WHAT IS BEING ASKED: When you write the records again, keep every line exactly as it was.

EXTRACTED ENTRIES:
──────────

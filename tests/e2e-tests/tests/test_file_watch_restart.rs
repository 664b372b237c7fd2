//! Scenario: a rebuilt artifact restarts the target
//!
//! With a zero crash budget, a change to a watched .js file still restarts
//! the target, because file-triggered restarts are not counted.

use e2e_tests::{banner_pids, get_proxy_path, proxy_args, read_lines, ProxyProcess};
use std::thread;
use std::time::{Duration, Instant};
use tempfile::TempDir;

#[test]
fn test_file_watch_restart() {
    println!("\n========================================");
    println!("TEST: File Watch Restart");
    println!("========================================\n");

    let dir = TempDir::new().unwrap();
    let artifact = dir.path().join("main.js");
    std::fs::write(&artifact, "// v1\n").unwrap();
    let spawn_log = dir.path().join("spawns.log");

    let args = proxy_args(
        &artifact,
        &["--max-restart-attempts", "0"],
        &[
            "--banner".to_string(),
            "--spawn-log".to_string(),
            spawn_log.display().to_string(),
        ],
    );

    let mut proxy = ProxyProcess::new(dir.path());
    proxy.start(&get_proxy_path(), &args, &[]).unwrap();

    // Step 1: Wait for the first target and the watcher
    println!("Step 1: Waiting for target and watcher...");
    proxy
        .wait_for_stdout("started pid=", Duration::from_secs(10))
        .unwrap();
    proxy
        .wait_for_log("for changes", Duration::from_secs(10))
        .unwrap();
    println!("✓ Target running, watcher active\n");

    // Step 2: Rebuild the artifact
    println!("Step 2: Rewriting main.js...");
    std::fs::write(&artifact, "// v2\n").unwrap();

    let start = Instant::now();
    while read_lines(&spawn_log).len() < 2 && start.elapsed() < Duration::from_secs(15) {
        thread::sleep(Duration::from_millis(100));
    }
    let stdout = proxy
        .wait_for_stdout("started pid=", Duration::from_secs(1))
        .unwrap();
    println!("✓ Spawn log: {:?}\n", read_lines(&spawn_log));

    // Step 3: Verify exactly one restart and a clean exit
    println!("Step 3: Verifying restart...");
    thread::sleep(Duration::from_millis(500));
    assert_eq!(read_lines(&spawn_log).len(), 2);
    assert!(banner_pids(&stdout).len() <= 2);
    assert_eq!(proxy.shutdown(Duration::from_secs(15)).unwrap(), Some(0));
    assert!(proxy.has_log_matching("File change detected"));
    assert!(!proxy.has_log_matching("Max restart attempts"));
    println!("✓ Restarted once without using the crash budget\n");

    println!("========================================");
    println!("✓ TEST PASSED: File Watch Restart");
    println!("========================================\n");
}
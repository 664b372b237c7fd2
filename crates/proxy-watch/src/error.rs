use std::path::PathBuf;
use thiserror::Error;

pub type WatchResult<T> = std::result::Result<T, WatchError>;

#[derive(Debug, Error)]
pub enum WatchError {
    #[error("Watch directory not found: {}", .0.display())]
    MissingDirectory(PathBuf),

    #[error("Watch path is not a directory: {}", .0.display())]
    NotADirectory(PathBuf),

    #[error("File watcher error: {0}")]
    Notify(#[from] notify::Error),
}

──────────

EXERCISE RESPONSE:
filename tests/e2e-tests/tests/test_file_watch_restart.rs
repository 664b372b237c7fd2
//! Scenario: a rebuilt artifact restarts the target
//!
//! With a zero crash budget, a change to a watched .js file still restarts
//! the target, because file-triggered restarts are not counted.

use e2e_tests::{banner_pids, get_proxy_path, proxy_args, read_lines, ProxyProcess};
use std::thread;
use std::time::{Duration, Instant};
use tempfile::TempDir;

#[test]
fn test_file_watch_restart() {
    println!("\n========================================");
    println!("TEST: File Watch Restart");
    println!("========================================\n");

    let dir = TempDir::new().unwrap();
    let artifact = dir.path().join("main.js");
    std::fs::write(&artifact, "// v1\n").unwrap();
    let spawn_log = dir.path().join("spawns.log");

    let args = proxy_args(
        &artifact,
        &["--max-restart-attempts", "0"],
        &[
            "--banner".to_string(),
            "--spawn-log".to_string(),
            spawn_log.display().to_string(),
        ],
    );

    let mut proxy = ProxyProcess::new(dir.path());
    proxy.start(&get_proxy_path(), &args, &[]).unwrap();

    // Step 1: Wait for the first target and the watcher
    println!("Step 1: Waiting for target and watcher...");
    proxy
        .wait_for_stdout("started pid=", Duration::from_secs(10))
        .unwrap();
    proxy
        .wait_for_log("for changes", Duration::from_secs(10))
        .unwrap();
    println!("✓ Target running, watcher active\n");

    // Step 2: Rebuild the artifact
    println!("Step 2: Rewriting main.js...");
    std::fs::write(&artifact, "// v2\n").unwrap();

    let start = Instant::now();
    while read_lines(&spawn_log).len() < 2 && start.elapsed() < Duration::from_secs(15) {
        thread::sleep(Duration::from_millis(100));
    }
    let stdout = proxy
        .wait_for_stdout("started pid=", Duration::from_secs(1))
        .unwrap();
    println!("✓ Spawn log: {:?}\n", read_lines(&spawn_log));

    // Step 3: Verify exactly one restart and a clean exit
    println!("Step 3: Verifying restart...");
    thread::sleep(Duration::from_millis(500));
    assert_eq!(read_lines(&spawn_log).len(), 2);
    assert!(banner_pids(&stdout).len() <= 2);
    assert_eq!(proxy.shutdown(Duration::from_secs(15)).unwrap(), Some(0));
    assert!(proxy.has_log_matching("File change detected"));
    assert!(!proxy.has_log_matching("Max restart attempts"));
    println!("✓ Restarted once without using the crash budget\n");

    println!("========================================");
    println!("✓ TEST PASSED: File Watch Restart");
    println!("========================================\n");
}
repository 664b372b237c7fd2
filename crates/proxy-watch/src/error.rs
use std::path::PathBuf;
use thiserror::Error;

pub type WatchResult<T> = std::result::Result<T, WatchError>;

#[derive(Debug, Error)]
pub enum WatchError {
    #[error("Watch directory not found: {}", .0.display())]
    MissingDirectory(PathBuf),

    #[error("Watch path is not a directory: {}", .0.display())]
    NotADirectory(PathBuf),

    #[error("File watcher error: {0}")]
    Notify(#[from] notify::Error),
}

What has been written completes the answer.